Baseball is a bit for trickier for Adams, because after he catches a ball, he must tuck his glove under his upper left arm and transfer the ball to his right hand. He’s found the quickest way to do so is with the glove’s opening facing the ground, followed by a slight release of pressure, allowing the ball to drop downward. Digging the ball out of an upward-facing glove wedged under his arm takes a little more time.

Batting isn’t easy for anyone, but Adams, who tackles it right-handed, can’t adjust as easily to various swing planes. He’s had to develop a keen eye for pitches in what he describes as “my 6-inch wheelhouse.”

When pitching, Adams will use his bare hand to field softer ground balls or simply get out of the way of harder ones, leaving them for his infielders. Opponents aren’t usually inclined to bunt after seeing how quickly he gets off the mound, but they’ve been known to heckle him about his disability.

“We’ve been around it for so long, we let it go in one ear and out the other,” Bruce Adams said. “Teenage kids are going to be teenage kids.”

Significant trouble has been averted, the father guessed, by his son’s imposing stature and emotional maturity.

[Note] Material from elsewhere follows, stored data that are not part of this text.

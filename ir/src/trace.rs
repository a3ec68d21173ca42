//! Trace scheduling: orders basic blocks so that most `CJump`s fall through
//! to their false label and most `Jump`s vanish.

use super::{
    basic_blocks::BasicBlocks,
    temp::{IrContext, Label},
    tree::{Exp, Stm},
};
use std::collections::HashMap;

/// Linearize `blocks` into a statement list in which every `CJump` is
/// immediately followed by `Label(false_label)`. The list ends with the
/// `done` label of the blocks.
pub fn trace_schedule(ctx: &mut IrContext, blocks: BasicBlocks) -> Vec<Stm> {
    let BasicBlocks { blocks, done } = blocks;
    let order = traces(&blocks);
    log::debug!("scheduled {} blocks", order.len());

    let mut blocks: Vec<Option<_>> = blocks.into_iter().map(Some).collect();
    let scheduled = order
        .into_iter()
        .filter_map(|idx| blocks[idx].take())
        .flat_map(|block| block.stms)
        .chain(std::iter::once(Stm::Label(done)));

    fix_jumps(ctx, scheduled)
}

/// Greedy trace construction: start a trace at the first unmarked block and
/// keep following an unmarked successor, preferring the false target of a
/// `CJump`.
fn traces(blocks: &[super::basic_blocks::BasicBlock]) -> Vec<usize> {
    let by_label: HashMap<&Label, usize> = blocks
        .iter()
        .enumerate()
        .map(|(idx, block)| (block.label(), idx))
        .collect();
    let mut marked = vec![false; blocks.len()];
    let mut order = Vec::with_capacity(blocks.len());

    for start in 0..blocks.len() {
        let mut cur = start;
        while !marked[cur] {
            marked[cur] = true;
            order.push(cur);

            let unmarked = |label: &Label| by_label.get(label).cloned().filter(|idx| !marked[*idx]);
            let next = match blocks[cur].last() {
                Stm::CJump(_, _, _, t, f) => unmarked(f).or_else(|| unmarked(t)),
                Stm::Jump(Exp::Name(target), _) => unmarked(target),
                _ => None,
            };
            match next {
                Some(next) => cur = next,
                None => break,
            }
        }
    }

    order
}

enum Fixup {
    None,
    /// The `CJump` got a new false label; place it next, followed by a jump
    /// to the original false label.
    NewFalseLabel(Label, Label),
    DropJump,
}

/// Single pass over the statements that rewrites the `CJump` or `Jump`
/// preceding each label.
fn fix_jumps(ctx: &mut IrContext, stms: impl Iterator<Item = Stm>) -> Vec<Stm> {
    let mut out: Vec<Stm> = Vec::new();

    for stm in stms {
        if let Stm::Label(label) = &stm {
            let fixup = match out.last_mut() {
                Some(Stm::CJump(op, _, _, t, f)) => {
                    if f == label {
                        Fixup::None
                    } else if t == label {
                        *op = op.negate();
                        std::mem::swap(t, f);
                        Fixup::None
                    } else {
                        let new_false = ctx.new_label();
                        let old_false = std::mem::replace(f, new_false.clone());
                        Fixup::NewFalseLabel(new_false, old_false)
                    }
                }
                Some(Stm::Jump(Exp::Name(target), _)) if target == label => Fixup::DropJump,
                _ => Fixup::None,
            };
            match fixup {
                Fixup::None => (),
                Fixup::NewFalseLabel(new_false, old_false) => {
                    out.push(Stm::Label(new_false));
                    out.push(Stm::jump_to(old_false));
                }
                Fixup::DropJump => {
                    out.pop();
                }
            }
        }
        out.push(stm);
    }

    out
}
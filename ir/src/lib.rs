#![warn(
    clippy::print_stdout,
    clippy::unimplemented,
    clippy::doc_markdown,
    clippy::items_after_statements,
    clippy::match_same_arms,
    clippy::similar_names,
    clippy::single_match_else,
    clippy::use_self,
    clippy::use_debug
)]

//! Tree intermediate representation shared by the generator and the
//! backend.
//!
//! # Pipeline
//!
//! The method body generator produces one `Stm` per procedure. That tree is
//! rewritten by [`canon::linearize`] into a flat list of canonical
//! statements, partitioned by [`basic_blocks::basic_blocks`] and finally
//! re-linearized by [`trace::trace_schedule`]. The output of the last step is
//! what instruction selection consumes.
//!
//! # Identity
//!
//! `Temp`s and `Label`s are only meaningful relative to the [`IrContext`]
//! that created them. A context lives for one compilation unit; there is no
//! process-wide counter.

#[macro_use]
extern crate derive_more;

pub mod basic_blocks;
pub mod canon;
pub mod frame;
pub mod temp;
pub mod trace;
pub mod tree;

pub use self::{
    frame::{Access, Frame, Procedure, Target},
    temp::{IrContext, Label, Temp},
    tree::{BinOp, Exp, RelOp, Stm},
};
//! Partitioning of a canonical statement list into basic blocks.

use super::{
    temp::{IrContext, Label},
    tree::Stm,
};

/// A straight-line run of statements that starts with exactly one `Label`
/// and ends with exactly one `Jump` or `CJump`.
#[derive(Debug, Clone, PartialEq, Eq)]
pub struct BasicBlock {
    pub stms: Vec<Stm>,
}

impl BasicBlock {
    pub fn label(&self) -> &Label {
        match self.stms.first() {
            Some(Stm::Label(label)) => label,
            other => unreachable!("basic block must start with a label, got {:?}", other),
        }
    }

    pub fn last(&self) -> &Stm {
        self.stms.last().expect("basic block is never empty")
    }

    /// The labels control may transfer to when leaving the block.
    pub fn successors(&self) -> Vec<Label> {
        match self.last() {
            Stm::Jump(_, targets) => targets.clone(),
            Stm::CJump(_, _, _, t, f) => vec![t.clone(), f.clone()],
            other => unreachable!("basic block must end with a jump, got {:?}", other),
        }
    }
}

#[derive(Debug, Clone)]
pub struct BasicBlocks {
    pub blocks: Vec<BasicBlock>,
    /// Where control goes after the last block. Not defined by any block.
    pub done: Label,
}

/// Build basic blocks from `stms`. Total over arbitrary input: statements
/// not preceded by a label get a fresh one, blocks that run into a label get
/// an explicit jump to it, and the last block jumps to `done`.
pub fn basic_blocks(ctx: &mut IrContext, stms: Vec<Stm>) -> BasicBlocks {
    let done = ctx.new_label();
    let mut blocks = Vec::new();
    let mut current: Option<Vec<Stm>> = None;

    for stm in stms {
        let mut block = match current.take() {
            Some(block) => block,
            None => match stm {
                Stm::Label(_) => Vec::new(),
                _ => vec![Stm::Label(ctx.new_label())],
            },
        };

        match stm {
            Stm::Label(label) => {
                if !block.is_empty() {
                    // fall-through into a label: close with an explicit jump
                    block.push(Stm::jump_to(label.clone()));
                    blocks.push(BasicBlock { stms: block });
                    block = Vec::new();
                }
                block.push(Stm::Label(label));
                current = Some(block);
            }
            stm if stm.is_jump() => {
                block.push(stm);
                blocks.push(BasicBlock { stms: block });
            }
            stm => {
                block.push(stm);
                current = Some(block);
            }
        }
    }

    if let Some(mut block) = current {
        block.push(Stm::jump_to(done.clone()));
        blocks.push(BasicBlock { stms: block });
    }

    log::debug!("built {} basic blocks", blocks.len());
    BasicBlocks { blocks, done }
}
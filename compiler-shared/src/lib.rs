#![warn(
    clippy::print_stdout,
    clippy::unimplemented,
    clippy::doc_markdown,
    clippy::items_after_statements,
    clippy::match_same_arms,
    clippy::similar_names,
    clippy::single_match_else,
    clippy::use_self,
    clippy::use_debug
)]

//! Infrastructure shared by all stages of the compiler.

#[macro_use]
pub mod timing;
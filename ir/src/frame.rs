//! The stack/register layout of one procedure, as seen by the target
//! independent parts of the compiler.

use super::{
    temp::{IrContext, Label, Temp},
    tree::{BinOp, Exp, Stm},
};

/// Where a formal or local variable lives.
#[derive(Debug, Clone, Copy, PartialEq, Eq)]
pub enum Access {
    /// At `offset` bytes from the frame pointer.
    InFrame(i32),
    /// In a temp for the whole lifetime of the procedure.
    InReg(Temp),
}

impl Access {
    /// The expression that reads (or, as a move destination, writes) the
    /// variable, given an expression for the frame pointer.
    pub fn exp(self, fp: Exp) -> Exp {
        match self {
            Access::InFrame(0) => Exp::mem(fp),
            Access::InFrame(offset) => Exp::mem(Exp::binop(BinOp::Plus, fp, Exp::Const(offset))),
            Access::InReg(temp) => Exp::Temp(temp),
        }
    }
}

pub trait Frame {
    fn word_size(&self) -> i32;

    /// The label of the procedure's entry point.
    fn name(&self) -> &Label;

    /// Accesses of the formal parameters, as seen from inside the callee.
    fn formals(&self) -> &[Access];

    /// Allocate a new local variable. Locals that escape must live in the
    /// frame, all others may be kept in a temp.
    fn alloc_local(&mut self, ctx: &mut IrContext, in_frame: bool) -> Access;

    fn fp(&self) -> Temp;
    fn rv(&self) -> Temp;
    fn ra(&self) -> Temp;

    /// The registers used to pass the first arguments, in order.
    fn arg_regs(&self) -> Vec<Temp>;
    fn caller_saves(&self) -> Vec<Temp>;

    /// All physical registers of the target.
    fn registers(&self) -> Vec<Temp>;

    fn num_registers(&self) -> usize {
        self.registers().len()
    }

    /// Call a function of the runtime library.
    fn external_call(&self, ctx: &mut IrContext, name: &str, args: Vec<Exp>) -> Exp;

    /// Wrap a procedure body with the moves that copy register-passed
    /// arguments into the formals' accesses.
    fn proc_entry_exit1(&self, body: Stm) -> Stm;
}

/// A code generation target: knows how to lay out frames.
pub trait Target {
    type Frame: Frame;

    /// A frame for a procedure called `name`. `escapes[i]` tells whether the
    /// `i`-th formal must live in memory.
    fn new_frame(&self, ctx: &mut IrContext, name: Label, escapes: &[bool]) -> Self::Frame;
}

/// A procedure ready for the backend.
#[derive(Debug)]
pub struct Procedure<F> {
    pub frame: F,
    pub body: Stm,
}

#[cfg(test)]
mod tests {
    use super::*;

    #[test]
    fn in_frame_access_adds_offset() {
        let mut ctx = IrContext::new();
        let fp = ctx.new_temp();
        assert_eq!(
            Access::InFrame(-8).exp(Exp::Temp(fp)),
            Exp::mem(Exp::binop(BinOp::Plus, Exp::Temp(fp), Exp::Const(-8)))
        );
        assert_eq!(
            Access::InFrame(0).exp(Exp::Temp(fp)),
            Exp::mem(Exp::Temp(fp))
        );
    }

    #[test]
    fn in_reg_access_ignores_frame_pointer() {
        let mut ctx = IrContext::new();
        let fp = ctx.new_temp();
        let t = ctx.new_temp();
        assert_eq!(Access::InReg(t).exp(Exp::Temp(fp)), Exp::Temp(t));
    }
}
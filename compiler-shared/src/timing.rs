//! Measures time taken by single phases of the backend.
//!
//! Every stage of a procedure's pipeline opens a [`timed_scope!`]. The
//! collected measurements are nested by their time intervals, so a stage
//! that runs inside another one is printed indented below it.
//!
//! This is NOT an utility that should be used for benchmarking!
//! Benchmarking involves running a program multiple times with
//! warm up phases and median/avg/stddev of measurements.

use std::{
    fmt,
    fs::File,
    io,
    sync::{Mutex, MutexGuard, PoisonError},
    time::{Duration, Instant},
};

lazy_static::lazy_static! {
    static ref TIMINGS: Mutex<Timings> = Mutex::new(Timings { measurements: Vec::new() });
}

fn timings() -> MutexGuard<'static, Timings> {
    // a panic while holding the lock cannot leave a half-pushed measurement
    TIMINGS.lock().unwrap_or_else(PoisonError::into_inner)
}

#[derive(Debug, Clone)]
pub struct Measurement {
    start: Instant,
    label: String,
}

impl Measurement {
    pub fn start(label: impl Into<String>) -> Measurement {
        Self {
            start: Instant::now(),
            label: label.into(),
        }
    }

    pub fn stop(&self) {
        let measurement = CompletedMeasurement {
            label: self.label.clone(),
            start: self.start,
            stop: Instant::now(),
        };
        timings().measurements.push(measurement);
    }

    pub fn guard(label: impl Into<String>) -> MeasurementGuard {
        MeasurementGuard(Measurement::start(label))
    }
}

/// Stops the measurement when dropped.
pub struct MeasurementGuard(Measurement);

impl Drop for MeasurementGuard {
    fn drop(&mut self) {
        self.0.stop();
    }
}

/// Measure the rest of the enclosing scope. Takes a label or a format string
/// with arguments.
#[macro_export]
macro_rules! timed_scope {
    ($label:expr) => {
        let _measurement = $crate::timing::Measurement::guard($label);
    };
    ($fmt:expr, $($arg:tt)+) => {
        let _measurement = $crate::timing::Measurement::guard(format!($fmt, $($arg)+));
    };
}

#[derive(Debug, Clone)]
struct CompletedMeasurement {
    start: Instant,
    stop: Instant,
    label: String,
}

impl CompletedMeasurement {
    fn duration(&self) -> Duration {
        self.stop.duration_since(self.start)
    }
}

#[derive(Debug, Clone)]
struct Timings {
    measurements: Vec<CompletedMeasurement>,
}

impl fmt::Display for Timings {
    fn fmt(&self, f: &mut fmt::Formatter<'_>) -> fmt::Result {
        AsciiDisp(&CompilerMeasurements::from(self.clone())).fmt(f)
    }
}

impl<'a> fmt::Display for AsciiDisp<'a> {
    fn fmt(&self, f: &mut fmt::Formatter<'_>) -> fmt::Result {
        let min_label_width = 50;

        for timing in self.0 {
            let indent = "  ".repeat(timing.indent);

            writeln!(
                f,
                "{nesting}{: <label_width$}    {: >ms_width$}ms",
                timing.label,
                timing.duration.as_millis(),
                nesting = indent,
                label_width = min_label_width.max(indent.len()) - indent.len(),
                ms_width = 6
            )?;
        }

        Ok(())
    }
}

/// All measurements completed so far, nested and sorted by start time.
pub fn snapshot() -> CompilerMeasurements {
    CompilerMeasurements::from(timings().clone())
}

/// Report the measurements to stderr if `MEASURE_STDERR` is set and as JSON
/// to the file named by `MEASURE_JSON`.
pub fn print() -> io::Result<()> {
    if std::env::var("MEASURE_STDERR").is_ok() {
        eprintln!("Performance Analysis");
        eprintln!("====================\n");
        eprintln!("{}", *timings());
    }

    if let Ok(path) = std::env::var("MEASURE_JSON") {
        let file = File::create(path)?;
        serde_json::to_writer(file, &snapshot())?;
    }

    Ok(())
}

// Frozen and completed measurements that can be serialized
pub type CompilerMeasurements = Vec<SingleMeasurement>;
pub struct AsciiDisp<'a>(pub &'a CompilerMeasurements);

impl From<Timings> for CompilerMeasurements {
    fn from(measurements: Timings) -> Self {
        let mut frozen = vec![];
        let mut active = vec![];

        let mut listing = measurements.measurements;
        listing.sort_by(|a, b| a.start.cmp(&b.start));

        for timing in listing.into_iter() {
            active.retain(|measurement: &CompletedMeasurement| measurement.stop > timing.start);

            frozen.push(SingleMeasurement {
                label: timing.label.clone(),
                indent: active.len(),
                duration: timing.duration(),
            });

            active.push(timing);
        }

        frozen
    }
}

#[derive(Debug, Clone, serde_derive::Serialize, serde_derive::Deserialize)]
pub struct SingleMeasurement {
    pub label: String,
    pub indent: usize,
    pub duration: Duration,
}
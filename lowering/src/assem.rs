//! Target instructions with unallocated operands.
//!
//! The assembly text of an instruction is a template: `%s<i>` is the
//! `i`-th source temp, `%d<i>` the `i`-th destination temp and `%j<i>` the
//! `i`-th jump target. Templates are resolved only when printing, against a
//! [`TempMap`] that knows the physical register of each temp.

use ir::{Label, Temp};
use std::fmt;

#[derive(Debug, Clone, PartialEq, Eq)]
pub enum Instruction {
    Oper {
        assem: String,
        dst: Vec<Temp>,
        src: Vec<Temp>,
        /// `None` falls through to the next instruction, `Some` transfers
        /// control to exactly the listed labels.
        jump: Option<Vec<Label>>,
    },
    Label {
        assem: String,
        label: Label,
    },
    /// A register to register copy. The allocator must not let `dst` and
    /// `src` interfere just because of this instruction.
    Move {
        assem: String,
        dst: Temp,
        src: Temp,
    },
}

pub trait Operands {
    fn src_operands(&self) -> &[Temp];
    fn dst_operands(&self) -> &[Temp];
}

impl Operands for Instruction {
    fn src_operands(&self) -> &[Temp] {
        match self {
            Instruction::Oper { src, .. } => src,
            Instruction::Move { src, .. } => std::slice::from_ref(src),
            Instruction::Label { .. } => &[],
        }
    }

    fn dst_operands(&self) -> &[Temp] {
        match self {
            Instruction::Oper { dst, .. } => dst,
            Instruction::Move { dst, .. } => std::slice::from_ref(dst),
            Instruction::Label { .. } => &[],
        }
    }
}

impl Instruction {
    pub fn oper(assem: impl Into<String>, dst: Vec<Temp>, src: Vec<Temp>) -> Self {
        Instruction::Oper {
            assem: assem.into(),
            dst,
            src,
            jump: None,
        }
    }

    pub fn jump(assem: impl Into<String>, src: Vec<Temp>, targets: Vec<Label>) -> Self {
        Instruction::Oper {
            assem: assem.into(),
            dst: vec![],
            src,
            jump: Some(targets),
        }
    }

    pub fn mov(dst: Temp, src: Temp) -> Self {
        Instruction::Move {
            assem: "move %d0, %s0".to_owned(),
            dst,
            src,
        }
    }

    pub fn label(label: Label) -> Self {
        Instruction::Label {
            assem: format!("{}:", label),
            label,
        }
    }

    pub fn assem(&self) -> &str {
        match self {
            Instruction::Oper { assem, .. }
            | Instruction::Label { assem, .. }
            | Instruction::Move { assem, .. } => assem,
        }
    }

    pub fn jumps(&self) -> Option<&[Label]> {
        match self {
            Instruction::Oper {
                jump: Some(targets),
                ..
            } => Some(targets),
            _ => None,
        }
    }

    pub fn is_move(&self) -> bool {
        match self {
            Instruction::Move { .. } => true,
            _ => false,
        }
    }

    /// The assembly text with all placeholders replaced. Temps unknown to
    /// `temps` are printed by their virtual name.
    pub fn format(&self, temps: &dyn TempMap) -> String {
        let assem = self.assem();
        let mut out = String::with_capacity(assem.len());
        let mut chars = assem.chars().peekable();

        while let Some(c) = chars.next() {
            let kind = match (c, chars.peek()) {
                ('%', Some(&kind)) if kind == 's' || kind == 'd' || kind == 'j' => kind,
                _ => {
                    out.push(c);
                    continue;
                }
            };
            chars.next();

            let mut idx = 0;
            let mut digits = 0;
            while let Some(digit) = chars.peek().and_then(|c| c.to_digit(10)) {
                idx = idx * 10 + digit as usize;
                digits += 1;
                chars.next();
            }
            if digits == 0 {
                out.push('%');
                out.push(kind);
                continue;
            }

            let operand = match kind {
                's' => self.src_operands().get(idx).map(|&t| temp_name(temps, t)),
                'd' => self.dst_operands().get(idx).map(|&t| temp_name(temps, t)),
                _ => self
                    .jumps()
                    .and_then(|targets| targets.get(idx))
                    .map(Label::to_string),
            };
            match operand {
                Some(operand) => out.push_str(&operand),
                None => {
                    log::warn!("instruction '{}' has no operand %{}{}", assem, kind, idx);
                    out.push('%');
                    out.push(kind);
                    out.push_str(&idx.to_string());
                }
            }
        }
        out
    }
}

fn temp_name(temps: &dyn TempMap, temp: Temp) -> String {
    temps.lookup(temp).unwrap_or_else(|| temp.to_string())
}

/// Names the physical register of a temp.
pub trait TempMap {
    fn lookup(&self, temp: Temp) -> Option<String>;
}

/// Prints every temp by its virtual name.
pub struct VirtualNames;

impl TempMap for VirtualNames {
    fn lookup(&self, _temp: Temp) -> Option<String> {
        None
    }
}

impl fmt::Display for Instruction {
    fn fmt(&self, fmt: &mut fmt::Formatter<'_>) -> fmt::Result {
        write!(fmt, "{}", self.format(&VirtualNames))
    }
}

#[cfg(test)]
mod tests {
    use super::*;
    use ir::IrContext;
    use std::collections::HashMap;

    struct Named(HashMap<Temp, &'static str>);

    impl TempMap for Named {
        fn lookup(&self, temp: Temp) -> Option<String> {
            self.0.get(&temp).map(|name| name.to_string())
        }
    }

    #[test]
    fn placeholders_are_resolved() {
        let mut ctx = IrContext::new();
        let (a, b, c) = (ctx.new_temp(), ctx.new_temp(), ctx.new_temp());
        let instr = Instruction::oper("add %d0, %s0, %s1", vec![c], vec![a, b]);

        let names = Named(
            vec![(a, "$t0"), (b, "$t1"), (c, "$s0")]
                .into_iter()
                .collect(),
        );
        assert_eq!(instr.format(&names), "add $s0, $t0, $t1");
    }

    #[test]
    fn unknown_temps_keep_their_virtual_name() {
        let mut ctx = IrContext::new();
        let a = ctx.new_temp();
        let b = ctx.new_temp();
        let instr = Instruction::mov(b, a);
        assert_eq!(instr.to_string(), format!("move {}, {}", b, a));
    }

    #[test]
    fn jump_targets_are_resolved() {
        let mut ctx = IrContext::new();
        let a = ctx.new_temp();
        let t = ctx.named_label("yes");
        let f = ctx.named_label("no");
        let instr = Instruction::jump("bgez %s0, %j0", vec![a], vec![t, f]);
        assert_eq!(instr.to_string(), format!("bgez {}, yes", a));
        assert_eq!(instr.jumps().map(<[Label]>::len), Some(2));
    }

    #[test]
    fn percent_without_placeholder_is_kept() {
        let instr = Instruction::oper("# 100%", vec![], vec![]);
        assert_eq!(instr.to_string(), "# 100%");
    }

    #[test]
    fn moves_expose_single_operands() {
        let mut ctx = IrContext::new();
        let a = ctx.new_temp();
        let b = ctx.new_temp();
        let instr = Instruction::mov(b, a);
        assert!(instr.is_move());
        assert_eq!(instr.src_operands(), &[a]);
        assert_eq!(instr.dst_operands(), &[b]);
        assert!(Instruction::label(ctx.new_label()).src_operands().is_empty());
    }
}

The topic of his shorter arm is rarely off-limits to friends and strangers alike.

“If people want to look, they can look,” Mason Adams said. “It might be the only time they’ve seen somebody with a missing limb.”

The only time Adams recalls being upset in regard to his little arm was when he heard through the grapevine that a young lady had accepted a date with him because she felt sorry for his condition. But, as Adams points out, it’s not only the arm that makes him different.

“I’m the only kid in the high school with a full beard,” he said with a chuckle.